### Instructions for the task:
Find every line in the records below that holds the word "Serialize", and copy each one.

===== The data =====

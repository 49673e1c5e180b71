//! Routes: an ordered leg collection with the string-segmentation grammar,
//! navigation-state queries, and the in-flight mutation operations.

use std::collections::VecDeque;

use serde::{Deserialize, Serialize};
use tracing::{debug, warn};

use crate::error::RouteError;
use crate::leg::{Leg, LegKind};
use crate::navdata::NavDatabase;
use crate::waypoint::{HoldLegLength, TurnDirection, Waypoint};

/// The single reserved divider character of the route-string grammar.
pub const PROCEDURE_DIVIDER: char = '.';
/// Direct-segment divider: the procedure divider doubled.
pub const DIRECT_DIVIDER: &str = "..";

/// The full flight plan: remaining legs ahead of the aircraft plus the legs
/// already flown, partitioned by navigation progress.
#[derive(Debug, Clone, PartialEq, Serialize, Deserialize)]
pub struct Route {
    legs: VecDeque<Leg>,
    flown_legs: Vec<Leg>,
}

impl Route {
    /// Parse a route string and expand every segment into a leg.
    ///
    /// All-or-nothing: whitespace, grammar violations, unresolved names, or
    /// an expansion totalling fewer than two waypoints abort construction
    /// and no partially built route escapes.
    pub fn from_string(route_string: &str, navdb: &NavDatabase) -> Result<Self, RouteError> {
        let canonical = route_string.to_ascii_lowercase();
        let segments = divide_route_string_into_segments(&canonical)?;

        let mut legs = VecDeque::with_capacity(segments.len());
        for segment in &segments {
            legs.push_back(Leg::from_segment(segment, navdb)?);
        }

        let route = Self {
            legs,
            flown_legs: Vec::new(),
        };
        if route.waypoint_count() < 2 {
            return Err(RouteError::TooFewWaypoints(canonical));
        }

        debug!(route = %canonical, legs = route.legs.len(), "route constructed");
        Ok(route)
    }

    // ========== NAVIGATION STATE ==========

    /// The leg currently being flown; first of the remaining sequence.
    pub fn current_leg(&self) -> Option<&Leg> {
        self.legs.front()
    }

    pub fn current_waypoint(&self) -> Option<&Waypoint> {
        self.legs.front()?.current_waypoint()
    }

    /// Second waypoint of the current leg, or the next leg's first.
    pub fn next_waypoint(&self) -> Option<&Waypoint> {
        let current = self.legs.front()?;
        if current.has_next_waypoint() {
            current.waypoints().nth(1)
        } else {
            self.legs.get(1)?.current_waypoint()
        }
    }

    pub fn has_next_leg(&self) -> bool {
        self.legs.len() > 1
    }

    pub fn has_next_waypoint(&self) -> bool {
        self.legs
            .front()
            .is_some_and(Leg::has_next_waypoint)
            || self.has_next_leg()
    }

    /// Retire the current leg to the flown history. No-op without a next leg.
    pub fn skip_to_next_leg(&mut self) -> bool {
        if self.legs.len() < 2 {
            return false;
        }
        if let Some(leg) = self.legs.pop_front() {
            self.flown_legs.push(leg);
        }
        true
    }

    /// Advance one waypoint, rolling into the next leg at a boundary.
    pub fn skip_to_next_waypoint(&mut self) -> bool {
        if let Some(leg) = self.legs.front_mut() {
            if leg.skip_to_next_waypoint() {
                return true;
            }
        }
        self.skip_to_next_leg()
    }

    /// Jump ahead to a named waypoint: legs before the match retire to the
    /// flown history and the matching leg advances its cursor. False (and
    /// no mutation) when the name is not on the remaining route.
    pub fn skip_to_waypoint_name(&mut self, name: &str) -> bool {
        let Some(index) = self.legs.iter().position(|leg| leg.has_waypoint(name)) else {
            return false;
        };
        for _ in 0..index {
            if let Some(leg) = self.legs.pop_front() {
                self.flown_legs.push(leg);
            }
        }
        self.legs
            .front_mut()
            .is_some_and(|leg| leg.skip_to_waypoint(name))
    }

    // ========== QUERIES ==========

    pub fn legs(&self) -> impl Iterator<Item = &Leg> {
        self.legs.iter()
    }

    pub fn flown_legs(&self) -> &[Leg] {
        &self.flown_legs
    }

    /// Fresh snapshot of the remaining waypoints, in flying order.
    pub fn waypoints(&self) -> Vec<&Waypoint> {
        self.legs.iter().flat_map(Leg::waypoints).collect()
    }

    /// Remaining waypoint total.
    pub fn waypoint_count(&self) -> usize {
        self.legs.iter().map(Leg::waypoint_count).sum()
    }

    /// Waypoint total across flown and remaining legs; invariant under the
    /// skip operations.
    pub fn total_waypoint_count(&self) -> usize {
        self.flown_legs
            .iter()
            .chain(self.legs.iter())
            .map(Leg::total_waypoint_count)
            .sum()
    }

    pub fn has_waypoint_name(&self, name: &str) -> bool {
        self.legs.iter().any(|leg| leg.has_waypoint(name))
    }

    pub fn altitude_restricted_waypoints(&self) -> Vec<&Waypoint> {
        self.legs
            .iter()
            .flat_map(Leg::waypoints)
            .filter(|waypoint| waypoint.has_altitude_restriction())
            .collect()
    }

    /// Lowest altitude floor published anywhere on the remaining legs;
    /// `None` when no leg carries altitude data.
    pub fn bottom_altitude(&self) -> Option<i32> {
        self.legs
            .iter()
            .filter_map(Leg::procedure_bottom_altitude)
            .min()
    }

    /// Highest altitude ceiling published anywhere on the remaining legs;
    /// `None` when no leg carries altitude data.
    pub fn top_altitude(&self) -> Option<i32> {
        self.legs
            .iter()
            .filter_map(Leg::procedure_top_altitude)
            .max()
    }

    /// Bearing from the first waypoint to the second, radians. `None` when
    /// either lacks a position (a route leading with vectors).
    pub fn calculate_spawn_heading(&self) -> Option<f64> {
        let waypoints = self.waypoints();
        let first = waypoints.first()?.position()?;
        let second = waypoints.get(1)?.position()?;
        Some(first.bearing_to(&second))
    }

    /// Canonical route string for the remaining legs.
    pub fn route_string(&self) -> String {
        calculate_route_string_for_legs(self.legs.iter())
    }

    /// Canonical route string for the whole plan, flown legs included.
    pub fn full_route_string(&self) -> String {
        calculate_route_string_for_legs(self.flown_legs.iter().chain(self.legs.iter()))
    }

    // ========== MUTATIONS ==========

    /// Swap in a new departure procedure. The existing SID leg is replaced
    /// in place; without one the new leg goes to the front. False (route
    /// untouched) when the segment does not build a SID leg.
    pub fn replace_departure_procedure(&mut self, segment: &str, navdb: &NavDatabase) -> bool {
        let leg = match Leg::from_segment(segment, navdb) {
            Ok(leg) => leg,
            Err(error) => {
                warn!(%segment, %error, "departure replacement rejected");
                return false;
            }
        };
        if !leg.is_sid_leg() {
            warn!(%segment, "departure replacement rejected: not a SID segment");
            return false;
        }

        match self.legs.iter().position(Leg::is_sid_leg) {
            Some(index) => self.legs[index] = leg,
            None => self.legs.push_front(leg),
        }
        true
    }

    /// Swap in a new arrival procedure. The existing STAR leg is replaced
    /// in place; without one the new leg is appended. False (route
    /// untouched) when the segment does not build a STAR leg.
    pub fn replace_arrival_procedure(&mut self, segment: &str, navdb: &NavDatabase) -> bool {
        let leg = match Leg::from_segment(segment, navdb) {
            Ok(leg) => leg,
            Err(error) => {
                warn!(%segment, %error, "arrival replacement rejected");
                return false;
            }
        };
        if !leg.is_star_leg() {
            warn!(%segment, "arrival replacement rejected: not a STAR segment");
            return false;
        }

        match self.legs.iter().position(Leg::is_star_leg) {
            Some(index) => self.legs[index] = leg,
            None => self.legs.push_back(leg),
        }
        true
    }

    /// Apply hold parameters to a named remaining waypoint.
    pub fn activate_hold_for_waypoint_name(
        &mut self,
        name: &str,
        inbound_heading: f64,
        turn_direction: TurnDirection,
        leg_length: HoldLegLength,
    ) -> bool {
        for leg in self.legs.iter_mut() {
            if let Some(waypoint) = leg.find_waypoint_mut(name) {
                waypoint.update_hold_parameters(inbound_heading, turn_direction, leg_length);
                return true;
            }
        }
        false
    }

    /// Clear both sequences. The only state in which the route holds no
    /// legs; callers follow up by assigning a freshly built route.
    pub fn reset(&mut self) {
        self.legs.clear();
        self.flown_legs.clear();
    }

    /// Merge a cleared amendment route into this one.
    ///
    /// The amendment's final waypoint must lie ahead on this route (the
    /// convergence fix). Remaining legs before the convergence point are
    /// discarded and the amendment's legs take their place; rejoining
    /// mid-leg rebuilds the convergence leg's tail, which requires the leg
    /// to be an airway. False (route untouched) when no convergence exists
    /// or the tail cannot be rebuilt.
    pub fn absorb_route_model(&mut self, other: Route, navdb: &NavDatabase) -> bool {
        let Some(convergence) = other
            .waypoints()
            .last()
            .map(|waypoint| waypoint.ident().to_string())
        else {
            warn!("route absorption rejected: amendment has no waypoints");
            return false;
        };

        let Some((index, tail)) = self.convergence_tail(&convergence, navdb) else {
            return false;
        };

        let mut new_legs = other.legs;
        // The amendment ends on the fix the tail starts with; drop a
        // redundant direct leg so the fix appears once.
        if new_legs
            .back()
            .is_some_and(|leg| leg.kind() == LegKind::Direct && leg.has_waypoint(&convergence))
        {
            new_legs.pop_back();
        }
        new_legs.push_back(tail);
        new_legs.extend(self.legs.drain(..).skip(index + 1));
        self.legs = new_legs;
        true
    }

    /// Locate the convergence fix on the remaining route and build the leg
    /// that continues from it.
    fn convergence_tail(&self, convergence: &str, navdb: &NavDatabase) -> Option<(usize, Leg)> {
        // A leg starting exactly on the fix survives as-is.
        if let Some(index) = self.legs.iter().position(|leg| {
            leg.current_waypoint()
                .is_some_and(|waypoint| waypoint.ident() == convergence)
        }) {
            return Some((index, self.legs[index].clone()));
        }

        let index = match self.legs.iter().position(|leg| leg.has_waypoint(convergence)) {
            Some(index) => index,
            None => {
                warn!(fix = %convergence, "route absorption rejected: no convergence fix ahead");
                return None;
            }
        };
        let leg = &self.legs[index];

        // Convergence on the leg's final fix: continue direct from it.
        let ends_on_convergence = leg
            .waypoints()
            .last()
            .is_some_and(|waypoint| waypoint.ident() == convergence);
        let segment = if ends_on_convergence {
            convergence.to_string()
        } else {
            let Some(name) = leg.procedure_name() else {
                warn!(fix = %convergence, "route absorption rejected: cannot rejoin mid-leg");
                return None;
            };
            format!("{convergence}.{name}.{}", leg.exit_fix_name())
        };

        match Leg::from_segment(&segment, navdb) {
            Ok(tail) => Some((index, tail)),
            Err(error) => {
                warn!(%segment, %error, "route absorption rejected");
                None
            }
        }
    }
}

/// Split a full route string into self-contained per-leg segments.
///
/// Direct chunks split first. Within a chunk, the first three tokens form
/// `entry.name.exit`; the rest pair up as `name.exit`, each pair rewritten
/// with the previous pair's exit so every segment resolves independently.
fn divide_route_string_into_segments(route_string: &str) -> Result<Vec<String>, RouteError> {
    if route_string.contains(char::is_whitespace) {
        return Err(RouteError::WhitespaceInRouteString(route_string.to_string()));
    }
    if route_string.is_empty() {
        return Err(RouteError::MalformedSegment(String::new()));
    }

    let mut segments = Vec::new();
    for chunk in route_string.split(DIRECT_DIVIDER) {
        let tokens: Vec<&str> = chunk.split(PROCEDURE_DIVIDER).collect();
        if tokens.iter().any(|token| token.is_empty()) {
            return Err(RouteError::MalformedSegment(chunk.to_string()));
        }

        match tokens.len() {
            1 => segments.push(tokens[0].to_string()),
            len if len >= 3 && len % 2 == 1 => {
                segments.push(tokens[..3].join("."));
                let mut previous_exit = tokens[2];
                for pair in tokens[3..].chunks(2) {
                    segments.push(format!("{previous_exit}.{}.{}", pair[0], pair[1]));
                    previous_exit = pair[1];
                }
            }
            _ => return Err(RouteError::MalformedSegment(chunk.to_string())),
        }
    }
    Ok(segments)
}

/// Reassemble the canonical route string for a leg sequence, merging shared
/// transition fixes so each appears once.
fn calculate_route_string_for_legs<'a, I>(legs: I) -> String
where
    I: IntoIterator<Item = &'a Leg>,
{
    let mut out = String::new();
    let mut previous_exit: Option<String> = None;

    for leg in legs {
        match previous_exit {
            None => out.push_str(leg.route_string()),
            Some(ref exit) => {
                let chains = (leg.is_procedure_leg() || leg.is_airway_leg())
                    && leg.entry_fix_name() == exit.as_str();
                if chains {
                    // Continue the chain from the shared transition fix.
                    out.push_str(&leg.route_string()[leg.entry_fix_name().len()..]);
                } else {
                    out.push_str(DIRECT_DIVIDER);
                    out.push_str(leg.route_string());
                }
            }
        }
        previous_exit = Some(leg.exit_fix_name().to_string());
    }
    out
}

=====

### Answer space:
use serde::{Deserialize, Serialize};
#[derive(Debug, Clone, PartialEq, Serialize, Deserialize)]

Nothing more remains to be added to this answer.